PL cita proporcionalidade para justificar mudanças
A ofensiva foi liderada pelo PL, que argumenta estar apenas aplicando o princípio da proporcionalidade previsto no regimento interno da Assembleia. O partido destaca que ampliou sua bancada durante a última janela partidária, passando de 18 para 23 deputados estaduais e consolidando sua posição como maior força política da Casa.
Segundo a legenda, a nova correlação de forças exige uma redistribuição dos espaços de poder dentro das comissões permanentes.
Além da questão regimental, o movimento ocorre em um cenário político marcado por mudanças na direção da Alerj. A atual composição das comissões foi construída durante as articulações que garantiram a permanência de Rodrigo Bacellar no comando do Legislativo estadual. O quadro mudou após seu afastamento e a eleição de Douglas Ruas para a presidência da Casa.
Comissão da Mulher se torna foco do embate
A disputa pela Comissão de Defesa dos Direitos da Mulher ganhou contornos políticos após um confronto verbal ocorrido no plenário entre Renata Souza e o deputado Rodrigo Amorim durante debates envolvendo a proposta de criação da CPI do Banco Master.
Após o episódio, o PL protocolou uma representação no Conselho de Ética contra Renata Souza, alegando violência política de gênero. Como parte da estratégia, o partido optou por indicar Sarah Poncio para o comando da comissão. Em resposta, Renata também apresentou representação contra Rodrigo Amorim.
Oposição acusa perseguição política
A bancada do Psol reagiu duramente às mudanças e questiona a legalidade da redistribuição das presidências. Renata Souza argumenta que o regimento estabelece prazos específicos para definição das comissões antes do início do ano legislativo e afirma que a mudança não encontra respaldo nas regras da Casa.
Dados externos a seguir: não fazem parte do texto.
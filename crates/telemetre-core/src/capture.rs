//! Capture slots and the derived surface computation.
//!
//! Two named slots, A and B, each latch a copy of the last measurement when
//! their capture action fires. The slots have independent lifetimes: a slot
//! is only ever overwritten by its own capture action. While both slots hold
//! valid distances their product in meters gives the measured surface.

use crate::measure::Measurement;

/// Copy of both slots plus the derived surface, for display updates.
#[derive(Debug, Clone, Copy, PartialEq)]
pub struct CaptureSnapshot {
    pub a: Measurement,
    pub b: Measurement,
    /// `Some` only while both slots hold a valid distance.
    pub area_m2: Option<f32>,
}

/// The two capture slots.
#[derive(Debug, Default)]
pub struct CaptureSlots {
    a: Measurement,
    b: Measurement,
}

impl CaptureSlots {
    pub fn new() -> Self {
        Self::default()
    }

    /// Latch `last` into slot A. The sentinel is copied as-is, clearing any
    /// previously captured distance.
    pub fn capture_a(&mut self, last: Measurement) {
        self.a = last;
    }

    /// Latch `last` into slot B.
    pub fn capture_b(&mut self, last: Measurement) {
        self.b = last;
    }

    pub fn slot_a(&self) -> Measurement {
        self.a
    }

    pub fn slot_b(&self) -> Measurement {
        self.b
    }

    /// Surface in square meters, `(a/100) * (b/100)`, while both slots are
    /// valid.
    pub fn area_m2(&self) -> Option<f32> {
        match (self.a.meters(), self.b.meters()) {
            (Some(a), Some(b)) => Some(a * b),
            _ => None,
        }
    }

    pub fn snapshot(&self) -> CaptureSnapshot {
        CaptureSnapshot {
            a: self.a,
            b: self.b,
            area_m2: self.area_m2(),
        }
    }
}

#[cfg(test)]
mod tests {
    use super::*;

    #[test]
    fn test_area_from_both_slots() {
        let mut slots = CaptureSlots::new();
        slots.capture_a(Measurement::Distance(300));
        slots.capture_b(Measurement::Distance(400));

        // 3 m * 4 m
        assert_eq!(slots.area_m2(), Some(12.0));
    }

    #[test]
    fn test_no_area_until_both_captured() {
        let mut slots = CaptureSlots::new();
        slots.capture_a(Measurement::Distance(300));

        assert_eq!(slots.area_m2(), None);
        assert_eq!(slots.snapshot().area_m2, None);
    }

    #[test]
    fn test_capturing_sentinel_clears_the_slot() {
        let mut slots = CaptureSlots::new();
        slots.capture_a(Measurement::Distance(300));
        slots.capture_b(Measurement::Distance(400));
        slots.capture_a(Measurement::Invalid);

        assert_eq!(slots.slot_a(), Measurement::Invalid);
        // B keeps its value, but the surface is no longer defined.
        assert_eq!(slots.slot_b(), Measurement::Distance(400));
        assert_eq!(slots.area_m2(), None);
    }

    #[test]
    fn test_recapture_overwrites_only_its_own_slot() {
        let mut slots = CaptureSlots::new();
        slots.capture_a(Measurement::Distance(100));
        slots.capture_b(Measurement::Distance(200));
        slots.capture_a(Measurement::Distance(150));

        assert_eq!(slots.slot_a(), Measurement::Distance(150));
        assert_eq!(slots.slot_b(), Measurement::Distance(200));
        assert_eq!(slots.area_m2(), Some(1.5 * 2.0));
    }
}
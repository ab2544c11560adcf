//! Button component.

use embedded_graphics::Drawable as EgDrawable;
use embedded_graphics::mono_font::MonoTextStyle;
use embedded_graphics::pixelcolor::Rgb565;
use embedded_graphics::prelude::*;
use embedded_graphics::primitives::{Rectangle, RoundedRectangle};
use embedded_graphics::text::{Alignment as TextAlignment, Text};

use crate::ui::components::TextSize;
use crate::ui::core::{
    Action, DirtyRegion, Drawable, TouchEvent, TouchPoint, TouchResult, Touchable,
};
use crate::ui::styling::{ButtonVariant, ColorPalette, Style};

#[derive(Debug, Clone, Copy, PartialEq)]
enum ButtonState {
    Normal,
    Pressed,
}

/// Labeled button that emits its [`Action`] on press.
pub struct Button {
    bounds: Rectangle,
    label: heapless::String<32>,
    action: Action,
    state: ButtonState,
    variant: ButtonVariant,
    palette: ColorPalette,
    border_radius: u32,
    dirty: bool,
}

impl Button {
    pub fn new(bounds: Rectangle, label: &str, action: Action) -> Self {
        let mut label_string = heapless::String::new();
        label_string.push_str(label).ok();

        Self {
            bounds,
            label: label_string,
            action,
            state: ButtonState::Normal,
            variant: ButtonVariant::Primary,
            palette: ColorPalette::default(),
            border_radius: 8,
            dirty: true,
        }
    }

    pub fn with_variant(mut self, variant: ButtonVariant) -> Self {
        self.variant = variant;
        self.dirty = true;
        self
    }

    pub fn with_palette(mut self, palette: ColorPalette) -> Self {
        self.palette = palette;
        self.dirty = true;
        self
    }

    /// Change the variant in place; the measure page uses this to reflect
    /// the continuous-sampling toggle state.
    pub fn set_variant(&mut self, variant: ButtonVariant) {
        if self.variant != variant {
            self.variant = variant;
            self.dirty = true;
        }
    }

    pub fn set_bounds(&mut self, bounds: Rectangle) {
        if self.bounds != bounds {
            self.bounds = bounds;
            self.dirty = true;
        }
    }

    pub fn action(&self) -> Action {
        self.action
    }

    fn get_style(&self) -> Style {
        let base_style = self.variant.to_style(&self.palette);

        match self.state {
            ButtonState::Normal => base_style,
            ButtonState::Pressed => {
                // Darken the background while pressed
                let bg = base_style.background_color.unwrap_or(self.palette.primary);
                let darkened = Rgb565::new(
                    bg.r().saturating_sub(4),
                    bg.g().saturating_sub(8),
                    bg.b().saturating_sub(4),
                );
                base_style.with_background(darkened)
            }
        }
    }
}

impl Drawable for Button {
    fn draw<D: DrawTarget<Color = Rgb565>>(&self, display: &mut D) -> Result<(), D::Error> {
        let style = self.get_style();

        let corner_radius = Size::new(self.border_radius, self.border_radius);
        RoundedRectangle::with_equal_corners(self.bounds, corner_radius)
            .into_styled(style.to_primitive_style())
            .draw(display)?;

        let text_color = style.foreground_color.unwrap_or(Rgb565::WHITE);
        let text_style = MonoTextStyle::new(TextSize::Medium.font(), text_color);
        let center = self.bounds.center();

        Text::with_alignment(&self.label, center, text_style, TextAlignment::Center)
            .draw(display)?;

        Ok(())
    }

    fn bounds(&self) -> Rectangle {
        self.bounds
    }

    fn is_dirty(&self) -> bool {
        self.dirty
    }

    fn mark_clean(&mut self) {
        self.dirty = false;
    }

    fn mark_dirty(&mut self) {
        self.dirty = true;
    }

    fn dirty_region(&self) -> Option<DirtyRegion> {
        if self.dirty {
            Some(DirtyRegion::new(self.bounds))
        } else {
            None
        }
    }
}

impl Touchable for Button {
    fn contains_point(&self, point: TouchPoint) -> bool {
        self.bounds.contains(point.to_point())
    }

    fn handle_touch(&mut self, event: TouchEvent) -> TouchResult {
        match event {
            TouchEvent::Press(point) if self.contains_point(point) => {
                self.state = ButtonState::Pressed;
                self.dirty = true;

                // Trigger the action immediately on press
                TouchResult::Action(self.action)
            }
            TouchEvent::Drag(point) => {
                let new_state = if self.contains_point(point) {
                    ButtonState::Pressed
                } else {
                    ButtonState::Normal
                };

                if self.state != new_state {
                    self.state = new_state;
                    self.dirty = true;
                }
                TouchResult::Handled
            }
            _ => TouchResult::NotHandled,
        }
    }
}
//! Styling system for UI elements.
//!
//! Split into logical modules:
//! - [`colors`] - RGB565 color constants and palette management
//! - [`layout`] - spacing, padding, and border radius scales
//! - [`style`] - per-element style configuration and button variants
//! - [`theme`] - global theme combining all styling parameters

pub mod colors;
pub mod layout;
pub mod style;
pub mod theme;

pub use colors::ColorPalette;
pub use layout::{BorderRadius, Padding, Spacing};
pub use style::{ButtonVariant, Style};
pub use theme::Theme;
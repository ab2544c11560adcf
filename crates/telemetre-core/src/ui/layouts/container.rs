//! Container layout with flexible sizing and alignment.
//!
//! The container computes child slot rectangles; pages own the actual
//! widgets and copy the computed bounds onto them after layout. This keeps
//! the container free of generics over widget types.

use embedded_graphics::prelude::*;
use embedded_graphics::primitives::Rectangle;
use heapless::Vec;

use crate::ui::styling::Padding;

/// Cross-axis alignment of children (perpendicular to the layout direction).
#[derive(Debug, Clone, Copy, PartialEq)]
pub enum Alignment {
    /// Left for vertical layout, top for horizontal
    Start,
    Center,
    /// Right for vertical layout, bottom for horizontal
    End,
    /// Fill the available cross-axis space
    Stretch,
}

/// Main-axis direction children are laid out in.
#[derive(Debug, Clone, Copy, PartialEq)]
pub enum Direction {
    Horizontal,
    Vertical,
}

/// How a child's main-axis size is determined.
#[derive(Debug, Clone, Copy, PartialEq)]
pub enum SizeConstraint {
    /// Keep the size the child was added with
    Fit,
    /// Share the remaining space equally with the other `Expand` children
    Expand,
    /// Fixed size in pixels
    Fixed(u32),
}

struct ChildSlot {
    bounds: Rectangle,
    constraint: SizeConstraint,
}

/// Arranges up to `N` child slots along one axis.
pub struct Container<const N: usize> {
    bounds: Rectangle,
    direction: Direction,
    alignment: Alignment,
    spacing: u32,
    padding: Padding,
    children: Vec<ChildSlot, N>,
}

impl<const N: usize> Container<N> {
    pub fn new(bounds: Rectangle, direction: Direction) -> Self {
        Self {
            bounds,
            direction,
            alignment: Alignment::Start,
            spacing: 0,
            padding: Padding::default(),
            children: Vec::new(),
        }
    }

    pub fn with_alignment(mut self, alignment: Alignment) -> Self {
        self.alignment = alignment;
        self
    }

    /// Gap between consecutive children along the main axis.
    pub fn with_spacing(mut self, spacing: u32) -> Self {
        self.spacing = spacing;
        self
    }

    /// Space between the container's edge and its children.
    pub fn with_padding(mut self, padding: Padding) -> Self {
        self.padding = padding;
        self
    }

    /// Add a child slot and recompute the layout.
    ///
    /// Returns the slot index, or an error once the container is full.
    pub fn add_child(&mut self, size: Size, constraint: SizeConstraint) -> Result<usize, ()> {
        let child = ChildSlot {
            bounds: Rectangle::new(self.bounds.top_left, size),
            constraint,
        };
        self.children.push(child).map_err(|_| ())?;
        self.layout();
        Ok(self.children.len() - 1)
    }

    /// Computed bounds of the child slot at `index`.
    pub fn child_bounds(&self, index: usize) -> Option<Rectangle> {
        self.children.get(index).map(|c| c.bounds)
    }

    pub fn bounds(&self) -> Rectangle {
        self.bounds
    }

    fn layout(&mut self) {
        if self.children.is_empty() {
            return;
        }

        let available_width = self
            .bounds
            .size
            .width
            .saturating_sub(self.padding.horizontal());
        let available_height = self
            .bounds
            .size
            .height
            .saturating_sub(self.padding.vertical());
        let start = Point::new(
            self.bounds.top_left.x + self.padding.left as i32,
            self.bounds.top_left.y + self.padding.top as i32,
        );

        let (main_avail, cross_avail) = match self.direction {
            Direction::Horizontal => (available_width, available_height),
            Direction::Vertical => (available_height, available_width),
        };

        // Fixed and Fit sizes are reserved first; Expand children share what
        // remains after spacing.
        let total_spacing = self.spacing * (self.children.len().saturating_sub(1)) as u32;
        let mut reserved = 0u32;
        let mut expand_count = 0usize;
        for child in &self.children {
            match child.constraint {
                SizeConstraint::Fixed(size) => reserved += size,
                SizeConstraint::Fit => reserved += self.main_size(child.bounds.size),
                SizeConstraint::Expand => expand_count += 1,
            }
        }

        let remaining = main_avail.saturating_sub(reserved).saturating_sub(total_spacing);
        let expand_size = if expand_count > 0 {
            remaining / expand_count as u32
        } else {
            0
        };

        let mut cursor = match self.direction {
            Direction::Horizontal => start.x,
            Direction::Vertical => start.y,
        };

        for i in 0..self.children.len() {
            let main_size = match self.children[i].constraint {
                SizeConstraint::Fixed(size) => size,
                SizeConstraint::Fit => self.main_size(self.children[i].bounds.size),
                SizeConstraint::Expand => expand_size,
            };

            let cross_size = match self.alignment {
                Alignment::Stretch => cross_avail,
                _ => self.cross_size(self.children[i].bounds.size).min(cross_avail),
            };

            let cross_offset = match self.alignment {
                Alignment::Start | Alignment::Stretch => 0,
                Alignment::Center => ((cross_avail - cross_size) / 2) as i32,
                Alignment::End => (cross_avail - cross_size) as i32,
            };

            self.children[i].bounds = match self.direction {
                Direction::Horizontal => Rectangle::new(
                    Point::new(cursor, start.y + cross_offset),
                    Size::new(main_size, cross_size),
                ),
                Direction::Vertical => Rectangle::new(
                    Point::new(start.x + cross_offset, cursor),
                    Size::new(cross_size, main_size),
                ),
            };

            cursor += main_size as i32 + self.spacing as i32;
        }
    }

    fn main_size(&self, size: Size) -> u32 {
        match self.direction {
            Direction::Horizontal => size.width,
            Direction::Vertical => size.height,
        }
    }

    fn cross_size(&self, size: Size) -> u32 {
        match self.direction {
            Direction::Horizontal => size.height,
            Direction::Vertical => size.width,
        }
    }
}

#[cfg(test)]
mod tests {
    use super::*;

    fn screen() -> Rectangle {
        Rectangle::new(Point::zero(), Size::new(320, 240))
    }

    #[test]
    fn test_fixed_children_stack_with_spacing() {
        let mut container = Container::<4>::new(screen(), Direction::Vertical)
            .with_alignment(Alignment::Stretch)
            .with_spacing(10);

        let first = container
            .add_child(Size::new(320, 30), SizeConstraint::Fixed(30))
            .unwrap();
        let second = container
            .add_child(Size::new(320, 40), SizeConstraint::Fixed(40))
            .unwrap();

        let first_bounds = container.child_bounds(first).unwrap();
        let second_bounds = container.child_bounds(second).unwrap();

        assert_eq!(first_bounds.top_left, Point::zero());
        assert_eq!(first_bounds.size, Size::new(320, 30));
        assert_eq!(second_bounds.top_left, Point::new(0, 40));
    }

    #[test]
    fn test_expand_children_share_remaining_space() {
        let mut container =
            Container::<4>::new(screen(), Direction::Vertical).with_alignment(Alignment::Stretch);

        let _ = container.add_child(Size::new(320, 40), SizeConstraint::Fixed(40));
        let a = container
            .add_child(Size::zero(), SizeConstraint::Expand)
            .unwrap();
        let b = container
            .add_child(Size::zero(), SizeConstraint::Expand)
            .unwrap();

        assert_eq!(container.child_bounds(a).unwrap().size.height, 100);
        assert_eq!(container.child_bounds(b).unwrap().size.height, 100);
    }

    #[test]
    fn test_horizontal_row_splits_width() {
        let row = Rectangle::new(Point::new(0, 200), Size::new(320, 40));
        let mut container = Container::<2>::new(row, Direction::Horizontal)
            .with_alignment(Alignment::Stretch)
            .with_spacing(20);

        let left = container
            .add_child(Size::zero(), SizeConstraint::Expand)
            .unwrap();
        let right = container
            .add_child(Size::zero(), SizeConstraint::Expand)
            .unwrap();

        assert_eq!(
            container.child_bounds(left).unwrap(),
            Rectangle::new(Point::new(0, 200), Size::new(150, 40))
        );
        assert_eq!(
            container.child_bounds(right).unwrap().top_left,
            Point::new(170, 200)
        );
    }
}
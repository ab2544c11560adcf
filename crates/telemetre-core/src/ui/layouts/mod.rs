//! Layout components for arranging UI elements.

pub mod container;

pub use container::{Alignment, Container, Direction, SizeConstraint};
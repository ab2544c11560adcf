//! Readout text formatting.
//!
//! All user-visible strings are produced here so the pages only ever call
//! `set_text` with a ready-made line. The labels are French, matching the
//! rest of the device's front panel.

use heapless::String;

use crate::measure::Measurement;

/// One formatted readout line.
pub type ReadoutLine = String<32>;

/// Shown before the first measurement.
pub const DISTANCE_PLACEHOLDER: &str = "Distance : ---";

/// Shown when the bus exchange fails.
pub const BUS_ERROR: &str = "Erreur I2C !";

/// Shown when continuous sampling is switched off.
pub const SAMPLING_STOPPED: &str = "Mesure arrêtée";

/// Shown until a surface has been computed.
pub const AREA_PLACEHOLDER: &str = "Surface : ---";

/// Main distance readout: `"Distance : 100 cm"`, or the bus-error text.
pub fn distance_line(m: Measurement) -> ReadoutLine {
    let mut line = ReadoutLine::new();
    match m.cm() {
        Some(cm) => {
            let _ = core::fmt::write(&mut line, format_args!("Distance : {cm} cm"));
        }
        None => {
            let _ = line.push_str(BUS_ERROR);
        }
    }
    line
}

/// Capture-slot readout: `"A : 300 cm"`, or `"A : ---"` while the slot is
/// unset or holds the sentinel.
pub fn slot_line(label: char, m: Measurement) -> ReadoutLine {
    let mut line = ReadoutLine::new();
    match m.cm() {
        Some(cm) => {
            let _ = core::fmt::write(&mut line, format_args!("{label} : {cm} cm"));
        }
        None => {
            let _ = core::fmt::write(&mut line, format_args!("{label} : ---"));
        }
    }
    line
}

/// Derived-surface readout: `"Surface : 12.00 m2"`.
pub fn area_line(area_m2: f32) -> ReadoutLine {
    let mut line = ReadoutLine::new();
    let _ = core::fmt::write(&mut line, format_args!("Surface : {area_m2:.2} m2"));
    line
}

#[cfg(test)]
mod tests {
    use super::*;

    #[test]
    fn test_distance_line() {
        assert_eq!(
            distance_line(Measurement::Distance(100)).as_str(),
            "Distance : 100 cm"
        );
        assert_eq!(distance_line(Measurement::Invalid).as_str(), "Erreur I2C !");
    }

    #[test]
    fn test_slot_line() {
        assert_eq!(
            slot_line('A', Measurement::Distance(300)).as_str(),
            "A : 300 cm"
        );
        assert_eq!(slot_line('B', Measurement::Invalid).as_str(), "B : ---");
    }

    #[test]
    fn test_area_line() {
        assert_eq!(area_line(12.0).as_str(), "Surface : 12.00 m2");
        assert_eq!(area_line(0.25).as_str(), "Surface : 0.25 m2");
    }
}
//! Page manager with navigation and event dispatching.

use embedded_graphics::prelude::*;
use embedded_graphics::primitives::Rectangle;
use heapless::Vec;
use log::debug;

use crate::pages::page::{Page, PageWrapper};
use crate::ui::core::{Action, PageEvent, PageId, TouchEvent};

/// Manages page navigation, rendering, and event dispatching.
pub struct PageManager {
    pages: Vec<PageWrapper, 4>,
    current_page: PageId,
    navigation_stack: Vec<PageId, 4>,
    display_bounds: Rectangle,
}

impl PageManager {
    pub fn new(initial_page: PageId, display_bounds: Rectangle) -> Self {
        Self {
            pages: Vec::new(),
            current_page: initial_page,
            navigation_stack: Vec::new(),
            display_bounds,
        }
    }

    /// Register a new page
    pub fn register_page(&mut self, page: PageWrapper) {
        self.pages.push(page).ok();
    }

    /// Navigate to a specific page
    pub fn navigate_to(&mut self, page_id: PageId) {
        if let Some(current) = self.current_page_mut() {
            current.on_deactivate();
        }

        // Push current page to stack for back navigation
        self.navigation_stack.push(self.current_page).ok();
        self.current_page = page_id;

        if let Some(new_page) = self.current_page_mut() {
            new_page.on_activate();
        }
    }

    /// Go back to the previous page
    pub fn go_back(&mut self) -> bool {
        if let Some(prev_page) = self.navigation_stack.pop() {
            if let Some(current) = self.current_page_mut() {
                current.on_deactivate();
            }
            self.current_page = prev_page;
            if let Some(page) = self.current_page_mut() {
                page.on_activate();
            }
            true
        } else {
            false
        }
    }

    fn current_page_mut(&mut self) -> Option<&mut PageWrapper> {
        self.pages.iter_mut().find(|p| p.id() == self.current_page)
    }

    fn current_page(&self) -> Option<&PageWrapper> {
        self.pages.iter().find(|p| p.id() == self.current_page)
    }

    /// Forward a touch event to the current page, returning its action if any
    pub fn handle_touch(&mut self, event: TouchEvent) -> Option<Action> {
        debug!("touch event: {:?}", event);
        if let Some(page) = self.current_page_mut() {
            let result = page.handle_touch(event);
            debug!("touch result: {:?}", result);
            result
        } else {
            None
        }
    }

    /// Dispatch a state update to the current page.
    /// Returns true if the page needs a redraw.
    pub fn dispatch_event(&mut self, event: &PageEvent) -> bool {
        debug!("event for {:?}: {:?}", self.current_page, event);
        if let Some(page) = self.current_page_mut() {
            page.on_event(event)
        } else {
            false
        }
    }

    /// Advance the current page's per-frame state
    pub fn update(&mut self) {
        if let Some(page) = self.current_page_mut() {
            page.update();
        }
    }

    /// Draw the current page if it has pending changes.
    /// Returns whether anything was drawn.
    pub fn draw_dirty<D: DrawTarget<Color = embedded_graphics::pixelcolor::Rgb565>>(
        &mut self,
        display: &mut D,
    ) -> Result<bool, D::Error> {
        if let Some(page) = self.current_page_mut() {
            if page.is_dirty() {
                page.draw_page(display)?;
                page.mark_clean();
                return Ok(true);
            }
        }
        Ok(false)
    }

    /// Whether the current page needs a redraw
    pub fn is_dirty(&self) -> bool {
        self.current_page().is_some_and(|page| page.is_dirty())
    }

    pub fn current_page_id(&self) -> PageId {
        self.current_page
    }

    pub fn display_bounds(&self) -> Rectangle {
        self.display_bounds
    }
}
Para os parlamentares da oposição, a medida vai além da discussão sobre proporcionalidade partidária e estaria relacionada ao trabalho de fiscalização realizado pelo partido, especialmente em iniciativas como a tentativa de instalação da CPI do Banco Master.
Deputados do Psol avaliam que a perda dos espaços estratégicos nas comissões representa uma tentativa de reduzir a capacidade de atuação da oposição dentro da Assembleia. Já o PL sustenta que a reorganização apenas reflete a atual composição das bancadas e o cumprimento das normas regimentais.
A disputa deve continuar nos próximos dias, quando os colegiados se reunirão para eleger oficialmente suas novas mesas diretoras.